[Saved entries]
-- Opening Marker --

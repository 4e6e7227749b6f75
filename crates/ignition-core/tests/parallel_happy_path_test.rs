//! Two independent signals in a Parallel stage under BestEffort both
//! succeed; the run's total duration is close to the slower signal's delay,
//! not their sum.

use std::sync::Arc;
use std::time::Duration;

use ignition_core::{CancellationToken, Coordinator, IgnitionOptions, OverallStatus, Policy, Services, SignalStatus};
use ignition_test_utils::{ControllableSignal, status_of};

#[tokio::test]
async fn both_signals_succeed_and_run_concurrently() {
    let options = IgnitionOptions {
        policy: Policy::BestEffort,
        global_timeout: Some(Duration::from_secs(2)),
        ..IgnitionOptions::default()
    };
    let coordinator = Coordinator::new(options, Services::new());

    coordinator.add_signal(Arc::new(ControllableSignal::succeeding("a", Duration::from_millis(200))));
    coordinator.add_signal(Arc::new(ControllableSignal::succeeding("b", Duration::from_millis(300))));

    let result = coordinator.wait_all(CancellationToken::new()).await.unwrap();

    assert_eq!(result.overall_status, OverallStatus::Succeeded);
    assert_eq!(status_of(&result, "a"), SignalStatus::Succeeded);
    assert_eq!(status_of(&result, "b"), SignalStatus::Succeeded);

    // Parallel, not sequential: well under the 500ms sum of both delays.
    assert!(
        result.total_duration < Duration::from_millis(450),
        "expected concurrent execution, total_duration was {:?}",
        result.total_duration
    );
    assert!(result.total_duration >= Duration::from_millis(300));
}

#[tokio::test]
async fn get_result_is_callable_before_wait_all_completes() {
    let coordinator = Arc::new(Coordinator::new(IgnitionOptions::default(), Services::new()));
    coordinator.add_signal(Arc::new(ControllableSignal::succeeding("slow", Duration::from_millis(150))));

    let waiting = {
        let coordinator = coordinator.clone();
        tokio::spawn(async move { coordinator.wait_all(CancellationToken::new()).await })
    };

    tokio::time::sleep(Duration::from_millis(20)).await;
    let mid_flight = coordinator.get_result();
    assert_eq!(mid_flight.overall_status, OverallStatus::Pending);

    let result = waiting.await.unwrap().unwrap();
    assert_eq!(result.overall_status, OverallStatus::Succeeded);
}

-- Closing Marker --

**WHAT THE TASK ASKS**
Scan the entries for the word "BestEffort". Report each line that has it.

**SOLUTION TO THE EXERCISE**
//! Two independent signals in a Parallel stage under BestEffort both
        policy: Policy::BestEffort,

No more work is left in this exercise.